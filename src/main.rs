//! switchmap - discover switch ports and the devices behind them over SNMP

use std::{io::Write, path::PathBuf, sync::Arc};

use anyhow::{Result, bail};
use clap::{Parser, ValueEnum};
use tracing::{error, info};
use tracing_subscriber::EnvFilter;

use switchmap::{
    config::load_config,
    render::{DotRenderer, JsonRenderer, TopologyRenderer},
    topology::{DiscoveryEngine, collect_hostnames, mark_switch_nodes},
};

#[derive(Debug, Clone, Copy, ValueEnum)]
enum Format {
    Json,
    Dot,
}

#[derive(Parser, Debug)]
#[command(name = "switchmap")]
#[command(about = "Map switch ports to the devices learned on them")]
#[command(version)]
struct Args {
    /// Path to configuration file
    #[arg(short, long, default_value = "switchmap.toml")]
    config: PathBuf,

    /// Log level (trace, debug, info, warn, error); RUST_LOG takes precedence
    #[arg(short, long, default_value = "info")]
    log_level: String,

    /// Output format
    #[arg(short, long, value_enum, default_value_t = Format::Json)]
    format: Format,

    /// Leave ports without devices out of the graph (dot only)
    #[arg(long)]
    skip_empty_ports: bool,
}

#[tokio::main]
async fn main() -> Result<()> {
    let args = Args::parse();

    // Logs go to stderr, stdout carries the topology
    let filter = EnvFilter::try_from_default_env().unwrap_or_else(|_| EnvFilter::new(&args.log_level));
    tracing_subscriber::fmt()
        .with_env_filter(filter)
        .with_writer(std::io::stderr)
        .with_target(true)
        .init();

    info!("switchmap v{}", env!("CARGO_PKG_VERSION"));

    let config = load_config(&args.config)?;
    let switches = config.switches()?;
    let arp_sources = config.arp_connections()?;
    let transport = config.transport.build().await?;

    let hostnames = collect_hostnames(transport.as_ref(), &arp_sources, config.discovery.reverse_dns).await;

    let engine = DiscoveryEngine::new(Arc::clone(&transport))
        .with_policy(config.discovery.policy())
        .with_skip_vlans(config.discovery.skip_vlans.iter().copied());
    let outcomes = engine
        .discover_all(switches, Arc::new(hostnames), config.discovery.concurrency)
        .await;

    let total = outcomes.len();
    let mut failed = 0;
    let mut switches = Vec::with_capacity(total);
    for outcome in outcomes {
        match &outcome.result {
            Ok(report) => info!(switch = %outcome.switch.name, ?report, "Switch discovered"),
            Err(e) => {
                error!(switch = %outcome.switch.name, error = %e, "Switch discovery failed");
                failed += 1;
            }
        }
        switches.push(outcome.switch);
    }

    let marked = mark_switch_nodes(&mut switches);
    info!(switches = total, failed, inter_switch_links = marked, "Discovery complete");

    let renderer: Box<dyn TopologyRenderer> = match args.format {
        Format::Json => Box::new(JsonRenderer),
        Format::Dot => Box::new(DotRenderer {
            skip_empty_ports: args.skip_empty_ports,
        }),
    };
    let stdout = std::io::stdout();
    let mut out = stdout.lock();
    renderer.render(&switches, &mut out)?;
    out.flush()?;

    if failed == total {
        bail!("Discovery failed for every switch");
    }
    Ok(())
}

→ **EXERCISE BRIEF**: Report the lines above that contain "stdout".

→ **SOLUTION FOR THIS EXERCISE**:
    // Logs go to stderr, stdout carries the topology
    let stdout = std::io::stdout();
    let mut out = stdout.lock();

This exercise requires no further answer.